What to do - After finding the line with "self.entries.push((normalize(name.into()), value.into()));" in the entries below, retype exactly each line from there through the line with "entry, or is", including that final line.

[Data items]
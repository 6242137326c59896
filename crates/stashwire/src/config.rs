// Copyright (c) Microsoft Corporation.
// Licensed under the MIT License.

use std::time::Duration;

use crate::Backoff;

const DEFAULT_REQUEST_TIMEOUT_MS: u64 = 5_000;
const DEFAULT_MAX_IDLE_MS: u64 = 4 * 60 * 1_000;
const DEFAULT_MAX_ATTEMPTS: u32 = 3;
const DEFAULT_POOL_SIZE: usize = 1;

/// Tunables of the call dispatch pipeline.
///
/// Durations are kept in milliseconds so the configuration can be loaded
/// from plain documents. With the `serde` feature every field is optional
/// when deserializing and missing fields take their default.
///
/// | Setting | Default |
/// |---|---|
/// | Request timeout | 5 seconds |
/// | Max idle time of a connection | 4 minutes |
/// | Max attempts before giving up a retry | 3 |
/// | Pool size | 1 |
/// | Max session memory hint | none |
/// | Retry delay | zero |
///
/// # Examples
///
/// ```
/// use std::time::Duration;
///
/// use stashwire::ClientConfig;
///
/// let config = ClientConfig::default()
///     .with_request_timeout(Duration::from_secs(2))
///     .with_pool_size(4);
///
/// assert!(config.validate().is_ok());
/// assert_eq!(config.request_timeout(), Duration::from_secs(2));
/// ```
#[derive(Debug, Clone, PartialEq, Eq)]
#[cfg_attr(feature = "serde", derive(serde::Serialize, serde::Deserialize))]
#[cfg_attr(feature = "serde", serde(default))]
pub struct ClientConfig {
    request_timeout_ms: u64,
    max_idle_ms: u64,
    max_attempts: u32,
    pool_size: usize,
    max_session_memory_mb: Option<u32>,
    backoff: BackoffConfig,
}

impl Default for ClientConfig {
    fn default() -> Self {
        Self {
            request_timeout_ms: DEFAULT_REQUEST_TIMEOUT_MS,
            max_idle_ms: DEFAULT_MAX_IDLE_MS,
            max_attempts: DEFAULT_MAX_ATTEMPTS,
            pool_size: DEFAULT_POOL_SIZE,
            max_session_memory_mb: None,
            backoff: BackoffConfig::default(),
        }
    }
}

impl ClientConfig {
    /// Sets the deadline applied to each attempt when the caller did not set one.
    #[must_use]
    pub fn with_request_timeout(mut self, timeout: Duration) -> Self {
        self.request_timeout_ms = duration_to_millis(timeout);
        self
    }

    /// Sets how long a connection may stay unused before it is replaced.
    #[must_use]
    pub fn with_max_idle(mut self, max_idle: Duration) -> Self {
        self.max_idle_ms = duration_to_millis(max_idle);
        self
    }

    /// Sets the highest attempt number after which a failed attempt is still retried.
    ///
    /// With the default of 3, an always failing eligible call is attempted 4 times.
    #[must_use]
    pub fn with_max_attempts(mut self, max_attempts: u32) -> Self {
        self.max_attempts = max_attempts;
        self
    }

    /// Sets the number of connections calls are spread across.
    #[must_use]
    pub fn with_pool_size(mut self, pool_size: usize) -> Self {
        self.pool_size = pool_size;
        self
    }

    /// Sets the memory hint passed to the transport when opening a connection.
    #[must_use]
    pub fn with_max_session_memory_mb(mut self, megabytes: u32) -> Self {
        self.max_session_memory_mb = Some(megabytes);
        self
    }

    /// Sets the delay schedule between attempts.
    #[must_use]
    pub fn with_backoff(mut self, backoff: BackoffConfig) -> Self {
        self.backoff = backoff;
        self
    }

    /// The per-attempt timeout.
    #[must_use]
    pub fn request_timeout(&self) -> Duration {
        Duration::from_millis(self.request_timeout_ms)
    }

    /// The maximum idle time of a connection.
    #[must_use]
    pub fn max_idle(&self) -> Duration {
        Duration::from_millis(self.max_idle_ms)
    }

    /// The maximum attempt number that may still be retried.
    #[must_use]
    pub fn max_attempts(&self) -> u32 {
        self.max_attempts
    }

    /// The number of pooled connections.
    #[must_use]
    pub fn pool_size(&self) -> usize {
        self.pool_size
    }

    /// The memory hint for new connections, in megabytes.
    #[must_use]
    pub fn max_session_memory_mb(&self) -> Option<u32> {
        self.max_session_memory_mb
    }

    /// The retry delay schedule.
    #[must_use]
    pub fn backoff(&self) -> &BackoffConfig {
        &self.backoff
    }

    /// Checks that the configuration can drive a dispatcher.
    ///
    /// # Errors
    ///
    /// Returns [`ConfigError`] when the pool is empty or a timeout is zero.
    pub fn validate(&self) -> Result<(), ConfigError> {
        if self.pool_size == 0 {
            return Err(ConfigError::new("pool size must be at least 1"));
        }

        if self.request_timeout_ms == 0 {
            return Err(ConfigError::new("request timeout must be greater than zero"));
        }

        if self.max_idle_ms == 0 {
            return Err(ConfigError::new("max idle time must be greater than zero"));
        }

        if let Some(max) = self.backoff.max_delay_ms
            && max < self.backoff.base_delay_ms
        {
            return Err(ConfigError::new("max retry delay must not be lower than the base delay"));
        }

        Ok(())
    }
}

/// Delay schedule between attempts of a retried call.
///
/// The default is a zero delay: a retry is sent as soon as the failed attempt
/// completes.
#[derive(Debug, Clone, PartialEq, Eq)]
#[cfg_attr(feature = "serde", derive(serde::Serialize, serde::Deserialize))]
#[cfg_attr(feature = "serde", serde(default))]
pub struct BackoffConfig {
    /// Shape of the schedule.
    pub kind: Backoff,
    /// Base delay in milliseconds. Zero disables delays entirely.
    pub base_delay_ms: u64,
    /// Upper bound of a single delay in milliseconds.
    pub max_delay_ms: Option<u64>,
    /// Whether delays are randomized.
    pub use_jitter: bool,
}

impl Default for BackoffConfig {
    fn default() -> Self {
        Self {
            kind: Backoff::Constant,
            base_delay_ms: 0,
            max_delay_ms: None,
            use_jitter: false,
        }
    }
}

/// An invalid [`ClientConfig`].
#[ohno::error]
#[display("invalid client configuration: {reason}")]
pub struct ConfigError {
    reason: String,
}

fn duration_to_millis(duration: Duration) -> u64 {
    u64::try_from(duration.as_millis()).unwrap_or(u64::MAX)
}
---
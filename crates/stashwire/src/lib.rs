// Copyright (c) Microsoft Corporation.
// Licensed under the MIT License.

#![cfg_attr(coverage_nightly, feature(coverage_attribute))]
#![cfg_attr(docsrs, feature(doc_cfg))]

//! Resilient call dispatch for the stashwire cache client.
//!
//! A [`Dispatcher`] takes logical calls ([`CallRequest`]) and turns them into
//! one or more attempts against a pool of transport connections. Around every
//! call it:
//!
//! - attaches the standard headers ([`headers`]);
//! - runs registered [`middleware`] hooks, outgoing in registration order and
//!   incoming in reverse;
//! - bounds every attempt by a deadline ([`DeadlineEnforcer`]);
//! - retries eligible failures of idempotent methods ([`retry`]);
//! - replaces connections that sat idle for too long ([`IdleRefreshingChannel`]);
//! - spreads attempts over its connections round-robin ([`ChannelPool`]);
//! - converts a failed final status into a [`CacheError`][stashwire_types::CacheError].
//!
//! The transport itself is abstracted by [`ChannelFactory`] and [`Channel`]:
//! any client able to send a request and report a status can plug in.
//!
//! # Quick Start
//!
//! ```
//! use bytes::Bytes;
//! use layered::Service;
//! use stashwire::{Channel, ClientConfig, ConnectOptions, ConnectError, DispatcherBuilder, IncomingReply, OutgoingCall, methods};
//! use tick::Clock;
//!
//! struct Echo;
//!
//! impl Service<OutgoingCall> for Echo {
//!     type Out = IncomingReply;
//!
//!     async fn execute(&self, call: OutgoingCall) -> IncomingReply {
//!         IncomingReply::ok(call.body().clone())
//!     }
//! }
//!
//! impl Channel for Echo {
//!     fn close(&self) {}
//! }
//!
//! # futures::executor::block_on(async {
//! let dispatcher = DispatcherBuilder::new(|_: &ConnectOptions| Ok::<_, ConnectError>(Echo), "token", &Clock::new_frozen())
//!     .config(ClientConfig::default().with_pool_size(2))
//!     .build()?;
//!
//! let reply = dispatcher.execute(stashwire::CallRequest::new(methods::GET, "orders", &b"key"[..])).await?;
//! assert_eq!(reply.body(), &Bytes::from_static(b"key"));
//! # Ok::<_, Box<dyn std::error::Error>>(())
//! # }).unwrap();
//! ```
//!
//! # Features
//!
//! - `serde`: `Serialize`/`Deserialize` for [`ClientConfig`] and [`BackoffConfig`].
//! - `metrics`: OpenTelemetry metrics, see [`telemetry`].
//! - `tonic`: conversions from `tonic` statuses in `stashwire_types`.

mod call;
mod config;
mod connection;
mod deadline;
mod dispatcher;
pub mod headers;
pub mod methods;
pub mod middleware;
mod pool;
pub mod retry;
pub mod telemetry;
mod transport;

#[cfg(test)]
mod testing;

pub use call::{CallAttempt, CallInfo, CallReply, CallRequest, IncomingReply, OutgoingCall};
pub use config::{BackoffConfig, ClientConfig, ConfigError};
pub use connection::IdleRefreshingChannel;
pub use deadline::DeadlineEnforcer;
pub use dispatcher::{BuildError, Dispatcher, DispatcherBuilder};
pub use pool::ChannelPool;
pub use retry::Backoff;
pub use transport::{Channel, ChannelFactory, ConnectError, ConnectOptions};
---
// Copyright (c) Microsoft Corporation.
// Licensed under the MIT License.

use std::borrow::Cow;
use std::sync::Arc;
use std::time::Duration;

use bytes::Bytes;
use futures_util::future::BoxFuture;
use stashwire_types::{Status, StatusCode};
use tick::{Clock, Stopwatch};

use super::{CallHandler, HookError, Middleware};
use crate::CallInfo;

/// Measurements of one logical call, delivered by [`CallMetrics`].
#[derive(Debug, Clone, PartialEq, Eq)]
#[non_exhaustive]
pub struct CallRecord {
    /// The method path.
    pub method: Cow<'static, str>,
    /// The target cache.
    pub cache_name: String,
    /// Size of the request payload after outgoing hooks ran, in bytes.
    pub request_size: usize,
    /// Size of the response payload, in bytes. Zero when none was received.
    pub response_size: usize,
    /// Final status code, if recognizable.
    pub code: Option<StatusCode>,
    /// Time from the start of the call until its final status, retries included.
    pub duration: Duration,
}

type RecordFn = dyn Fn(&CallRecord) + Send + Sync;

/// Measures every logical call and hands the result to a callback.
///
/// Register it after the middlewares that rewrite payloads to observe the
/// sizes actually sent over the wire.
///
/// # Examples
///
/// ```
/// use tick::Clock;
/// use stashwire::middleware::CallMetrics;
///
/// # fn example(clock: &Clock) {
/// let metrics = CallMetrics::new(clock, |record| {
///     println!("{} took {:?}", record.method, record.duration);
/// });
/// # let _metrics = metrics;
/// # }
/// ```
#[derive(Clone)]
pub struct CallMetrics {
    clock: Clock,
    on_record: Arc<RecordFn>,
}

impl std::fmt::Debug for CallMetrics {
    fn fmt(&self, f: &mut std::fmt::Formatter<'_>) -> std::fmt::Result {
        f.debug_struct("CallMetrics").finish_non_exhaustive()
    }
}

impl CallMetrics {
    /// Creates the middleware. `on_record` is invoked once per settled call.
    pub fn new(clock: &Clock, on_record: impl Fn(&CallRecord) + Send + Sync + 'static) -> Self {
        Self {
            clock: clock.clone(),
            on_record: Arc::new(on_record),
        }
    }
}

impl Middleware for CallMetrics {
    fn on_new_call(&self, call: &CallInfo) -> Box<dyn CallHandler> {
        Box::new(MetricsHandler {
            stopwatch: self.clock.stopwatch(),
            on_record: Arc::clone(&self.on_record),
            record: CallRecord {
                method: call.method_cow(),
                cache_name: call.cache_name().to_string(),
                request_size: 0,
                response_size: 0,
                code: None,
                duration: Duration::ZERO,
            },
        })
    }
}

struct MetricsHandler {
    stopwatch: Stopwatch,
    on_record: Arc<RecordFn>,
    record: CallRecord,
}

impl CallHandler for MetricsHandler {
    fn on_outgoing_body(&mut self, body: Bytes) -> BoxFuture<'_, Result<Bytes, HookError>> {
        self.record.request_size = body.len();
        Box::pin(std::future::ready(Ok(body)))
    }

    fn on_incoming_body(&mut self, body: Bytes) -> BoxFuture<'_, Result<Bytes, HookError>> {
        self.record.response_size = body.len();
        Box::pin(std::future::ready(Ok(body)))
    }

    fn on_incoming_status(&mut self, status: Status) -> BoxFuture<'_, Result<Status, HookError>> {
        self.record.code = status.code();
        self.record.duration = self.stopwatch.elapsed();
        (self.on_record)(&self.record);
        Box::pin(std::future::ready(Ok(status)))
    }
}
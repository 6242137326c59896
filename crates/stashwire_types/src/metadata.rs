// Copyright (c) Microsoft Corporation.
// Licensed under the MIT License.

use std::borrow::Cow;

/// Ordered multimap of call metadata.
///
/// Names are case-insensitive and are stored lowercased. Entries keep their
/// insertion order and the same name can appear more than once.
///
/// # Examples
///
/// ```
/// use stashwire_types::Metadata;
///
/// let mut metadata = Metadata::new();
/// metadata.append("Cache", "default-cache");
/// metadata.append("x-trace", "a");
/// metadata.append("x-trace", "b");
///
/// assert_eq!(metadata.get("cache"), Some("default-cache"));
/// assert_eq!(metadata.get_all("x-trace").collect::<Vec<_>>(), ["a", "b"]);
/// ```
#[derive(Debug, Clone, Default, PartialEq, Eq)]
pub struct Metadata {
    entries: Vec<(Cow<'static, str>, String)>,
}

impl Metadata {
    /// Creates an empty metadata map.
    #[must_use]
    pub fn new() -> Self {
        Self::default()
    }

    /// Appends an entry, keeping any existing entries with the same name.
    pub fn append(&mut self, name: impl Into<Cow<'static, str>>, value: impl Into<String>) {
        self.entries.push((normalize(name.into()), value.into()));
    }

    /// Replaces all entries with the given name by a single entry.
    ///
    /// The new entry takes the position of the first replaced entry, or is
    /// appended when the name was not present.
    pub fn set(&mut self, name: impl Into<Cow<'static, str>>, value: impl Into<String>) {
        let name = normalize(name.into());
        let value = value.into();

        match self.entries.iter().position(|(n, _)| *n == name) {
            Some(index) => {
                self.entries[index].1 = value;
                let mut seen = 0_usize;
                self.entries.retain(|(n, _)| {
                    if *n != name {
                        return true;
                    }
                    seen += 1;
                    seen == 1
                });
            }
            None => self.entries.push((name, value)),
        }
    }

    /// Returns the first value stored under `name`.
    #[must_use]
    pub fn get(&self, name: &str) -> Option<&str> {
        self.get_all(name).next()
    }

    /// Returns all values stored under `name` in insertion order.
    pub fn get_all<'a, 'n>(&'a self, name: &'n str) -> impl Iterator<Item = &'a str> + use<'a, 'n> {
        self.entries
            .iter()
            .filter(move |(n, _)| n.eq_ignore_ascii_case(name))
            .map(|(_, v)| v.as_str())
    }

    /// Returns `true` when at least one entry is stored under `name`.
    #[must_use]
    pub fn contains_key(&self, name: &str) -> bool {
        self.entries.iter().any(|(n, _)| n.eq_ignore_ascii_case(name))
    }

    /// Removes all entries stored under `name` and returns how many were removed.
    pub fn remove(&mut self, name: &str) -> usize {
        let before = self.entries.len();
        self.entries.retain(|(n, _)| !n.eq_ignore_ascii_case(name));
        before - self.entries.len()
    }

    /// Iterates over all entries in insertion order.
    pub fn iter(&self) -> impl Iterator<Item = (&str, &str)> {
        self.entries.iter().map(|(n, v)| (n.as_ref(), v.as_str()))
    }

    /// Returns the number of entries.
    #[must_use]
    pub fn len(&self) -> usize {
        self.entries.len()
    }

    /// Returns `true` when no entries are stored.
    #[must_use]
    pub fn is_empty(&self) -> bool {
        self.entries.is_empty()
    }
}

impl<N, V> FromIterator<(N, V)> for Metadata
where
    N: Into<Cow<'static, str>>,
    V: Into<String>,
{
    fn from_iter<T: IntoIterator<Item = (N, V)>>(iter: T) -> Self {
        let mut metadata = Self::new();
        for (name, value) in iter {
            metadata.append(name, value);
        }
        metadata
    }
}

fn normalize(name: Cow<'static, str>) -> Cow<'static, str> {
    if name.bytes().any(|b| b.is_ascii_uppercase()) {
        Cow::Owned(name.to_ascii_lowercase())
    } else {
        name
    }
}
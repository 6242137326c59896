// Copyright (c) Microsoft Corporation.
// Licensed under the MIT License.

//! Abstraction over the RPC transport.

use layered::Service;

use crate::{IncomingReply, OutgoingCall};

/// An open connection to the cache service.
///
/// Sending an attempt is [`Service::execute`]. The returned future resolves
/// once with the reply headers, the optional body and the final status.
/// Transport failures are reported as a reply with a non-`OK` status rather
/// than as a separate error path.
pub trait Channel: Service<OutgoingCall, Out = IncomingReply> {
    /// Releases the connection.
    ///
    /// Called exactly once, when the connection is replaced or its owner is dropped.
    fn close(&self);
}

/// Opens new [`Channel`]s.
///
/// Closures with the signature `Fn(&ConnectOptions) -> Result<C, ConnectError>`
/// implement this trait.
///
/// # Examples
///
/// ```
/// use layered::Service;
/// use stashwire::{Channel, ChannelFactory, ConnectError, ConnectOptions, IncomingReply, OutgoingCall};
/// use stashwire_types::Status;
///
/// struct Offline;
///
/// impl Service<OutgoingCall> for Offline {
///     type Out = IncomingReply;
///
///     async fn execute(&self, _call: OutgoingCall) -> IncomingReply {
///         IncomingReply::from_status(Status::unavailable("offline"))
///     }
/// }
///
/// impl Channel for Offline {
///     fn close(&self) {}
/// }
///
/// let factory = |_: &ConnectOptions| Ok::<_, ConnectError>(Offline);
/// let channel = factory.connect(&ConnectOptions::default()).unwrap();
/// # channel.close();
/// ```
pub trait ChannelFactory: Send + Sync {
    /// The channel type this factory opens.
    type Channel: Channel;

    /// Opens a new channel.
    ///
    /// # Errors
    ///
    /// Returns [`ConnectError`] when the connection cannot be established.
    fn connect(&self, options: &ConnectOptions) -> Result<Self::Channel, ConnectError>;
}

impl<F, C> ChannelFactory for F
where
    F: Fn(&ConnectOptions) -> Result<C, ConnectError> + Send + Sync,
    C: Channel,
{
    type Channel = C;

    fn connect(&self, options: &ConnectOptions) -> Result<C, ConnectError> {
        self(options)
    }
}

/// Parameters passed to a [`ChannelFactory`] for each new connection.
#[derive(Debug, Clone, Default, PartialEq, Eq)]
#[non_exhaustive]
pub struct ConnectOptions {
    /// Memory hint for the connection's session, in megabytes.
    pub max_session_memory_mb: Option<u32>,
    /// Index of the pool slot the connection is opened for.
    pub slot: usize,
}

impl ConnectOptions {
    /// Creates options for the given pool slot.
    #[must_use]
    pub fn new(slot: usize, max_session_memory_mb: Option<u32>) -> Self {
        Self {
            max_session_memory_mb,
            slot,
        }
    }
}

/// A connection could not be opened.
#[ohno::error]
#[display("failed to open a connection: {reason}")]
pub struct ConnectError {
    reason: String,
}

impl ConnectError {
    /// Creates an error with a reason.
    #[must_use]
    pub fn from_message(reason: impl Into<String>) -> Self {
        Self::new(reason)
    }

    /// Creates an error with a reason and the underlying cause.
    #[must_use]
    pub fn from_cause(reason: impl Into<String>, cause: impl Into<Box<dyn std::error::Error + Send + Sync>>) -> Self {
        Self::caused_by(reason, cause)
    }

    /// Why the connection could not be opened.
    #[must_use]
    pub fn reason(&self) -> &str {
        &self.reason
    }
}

Task answer -
        self.entries.push((normalize(name.into()), value.into()));
    }

    /// Replaces all entries with the given name by a single entry.
    ///
    /// The new entry takes the position of the first replaced entry, or is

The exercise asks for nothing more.